2014 Czech Grand Prix
- Date: 17 August 2014
- Official name: bwin Grand Prix České republiky
- Location: Brno Circuit
- Course: Permanent racing facility; 5.403 km (3.357 mi);

MotoGP

Pole position
- Rider: Marc Márquez / Honda
- Time: 1:55.585

Fastest lap
- Rider: Dani Pedrosa / Honda
- Time: 1:56.027 on lap 4

Podium
- First: Dani Pedrosa / Honda
- Second: Jorge Lorenzo / Yamaha
- Third: Valentino Rossi / Yamaha

Moto2

Pole position
- Rider: Esteve Rabat / Kalex
- Time: 2:01.911

Fastest lap
- Rider: Esteve Rabat / Kalex
- Time: 2:02.383 on lap 5

Podium
- First: Esteve Rabat / Kalex
- Second: Mika Kallio / Kalex
- Third: Sandro Cortese / Kalex

Moto3

Pole position
- Rider: Álex Márquez / Honda
- Time: 2:07.691

Fastest lap
- Rider: Romano Fenati / KTM
- Time: 2:08.064 on lap 3

Podium
- First: Alexis Masbou / Honda
- Second: Enea Bastianini / KTM
- Third: Danny Kent / Husqvarna

= 2014 Czech Republic motorcycle Grand Prix =

The 2014 Czech Republic motorcycle Grand Prix was the eleventh round of the 2014 MotoGP season.
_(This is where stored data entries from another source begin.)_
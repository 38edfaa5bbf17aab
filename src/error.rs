//! Error types for the liwc-tools library.
//!
//! All fallible operations return [`LiwcError`] through the crate-wide
//! [`Result`] alias. Errors raised while merging externally edited data
//! (edit scripts, deduplication files, change files) carry every problem found
//! in the input rather than only the first one, so the source file can be
//! fixed in a single pass.
//!
//! # Examples
//!
//! ```
//! use liwc_tools::dictionary::CategoryId;
//! use liwc_tools::error::{LiwcError, Result};
//!
//! fn lookup() -> Result<()> {
//!     Err(LiwcError::UnknownCategory(CategoryId::new(12)))
//! }
//!
//! match lookup() {
//!     Ok(_) => println!("Success"),
//!     Err(e) => assert_eq!(e.to_string(), "Unknown category: 12"),
//! }
//! ```

use std::fmt::Display;
use std::io;

use thiserror::Error;

use crate::dictionary::CategoryId;
use crate::dictionary::dedup::MergeConflicts;
use crate::dictionary::edit::EditCommandError;
use crate::dictionary::update::ChangeFileIssue;

/// The main error type for dictionary operations.
#[derive(Error, Debug)]
pub enum LiwcError {
    /// I/O errors (reading dictionaries, writing review files, etc.)
    #[error("I/O error: {0}")]
    Io(#[from] io::Error),

    /// A category id that was never declared in the dictionary
    #[error("Unknown category: {0}")]
    UnknownCategory(CategoryId),

    /// Text that does not parse as a category id
    #[error("Invalid category id: '{0}'")]
    InvalidCategoryId(String),

    /// One or more edit-script lines could not be applied
    #[error("Invalid edit script: {}", join_lines(.0))]
    InvalidEditCommand(Vec<EditCommandError>),

    /// Deduplication reintegration found conflicting entries
    #[error("Merge conflict: {0}")]
    MergeConflict(MergeConflicts),

    /// Change-file or matching-file header does not match a known shape
    #[error("Schema header error: {0}")]
    SchemaHeader(String),

    /// Change-file rows that cannot be applied
    #[error("Invalid change file: {}", join_lines(.0))]
    InvalidChangeFile(Vec<ChangeFileIssue>),

    /// Analysis errors (tokenizer configuration, etc.)
    #[error("Analysis error: {0}")]
    Analysis(String),

    /// Invalid operation
    #[error("Invalid operation: {0}")]
    InvalidOperation(String),

    /// Delimited-file errors
    #[error("CSV error: {0}")]
    Csv(#[from] csv::Error),

    /// JSON serialization/deserialization errors
    #[error("JSON error: {0}")]
    Json(#[from] serde_json::Error),

    /// Generic error for other cases
    #[error("Error: {0}")]
    Other(String),
}

/// Result type alias for operations that may fail with LiwcError.
pub type Result<T> = std::result::Result<T, LiwcError>;

impl LiwcError {
    /// Create a new analysis error.
    pub fn analysis<S: Into<String>>(msg: S) -> Self {
        LiwcError::Analysis(msg.into())
    }

    /// Create a new schema header error.
    pub fn schema_header<S: Into<String>>(msg: S) -> Self {
        LiwcError::SchemaHeader(msg.into())
    }

    /// Create a new invalid operation error.
    pub fn invalid_operation<S: Into<String>>(msg: S) -> Self {
        LiwcError::InvalidOperation(msg.into())
    }

    /// Create a new invalid config error.
    pub fn invalid_config<S: Into<String>>(msg: S) -> Self {
        LiwcError::Other(format!("Invalid configuration: {}", msg.into()))
    }
}

fn join_lines<T: Display>(items: &[T]) -> String {
    items
        .iter()
        .map(|item| item.to_string())
        .collect::<Vec<_>>()
        .join("; ")
}
//! Reading `;`-delimited, `"`-quoted tables.

use csv::ReaderBuilder;

use crate::config::ChangeFileConfig;
use crate::error::Result;

/// One record of a delimited file.
#[derive(Clone, Debug, PartialEq, Eq)]
pub struct Row {
    /// 1-based line number where the record starts.
    pub line_number: u64,
    /// Raw field values.
    pub fields: Vec<String>,
}

impl Row {
    /// Field at `index`, empty when the record is shorter.
    pub fn field(&self, index: usize) -> &str {
        self.fields.get(index).map(String::as_str).unwrap_or("")
    }

    /// Whether every field is empty.
    pub fn is_blank(&self) -> bool {
        self.fields.iter().all(|f| f.trim().is_empty())
    }
}

/// Read every record, header included. Records may have differing lengths.
pub fn read_rows(text: &str, config: &ChangeFileConfig) -> Result<Vec<Row>> {
    let mut reader = ReaderBuilder::new()
        .delimiter(config.delimiter as u8)
        .quote(config.quote as u8)
        .has_headers(false)
        .flexible(true)
        .from_reader(text.as_bytes());

    let mut rows = Vec::new();
    for record in reader.records() {
        let record = record?;
        let line_number = record.position().map(|p| p.line()).unwrap_or(0);
        rows.push(Row {
            line_number,
            fields: record.iter().map(str::to_string).collect(),
        });
    }
    Ok(rows)
}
It was held at the Brno Circuit in Brno on 17 August 2014.

In MotoGP, Marc Márquez was defeated for the first time in the 2014 season, as he could only finish fourth in the race. Instead, it was his Repsol Honda teammate Dani Pedrosa that took the victory, ahead of the Yamahas of Jorge Lorenzo and Valentino Rossi. In Moto2, championship leader Esteve Rabat took his fifth victory of the season, leading home Marc VDS Racing Team teammate Mika Kallio, while the podium was completed by Sandro Cortese, taking his first podium in the class.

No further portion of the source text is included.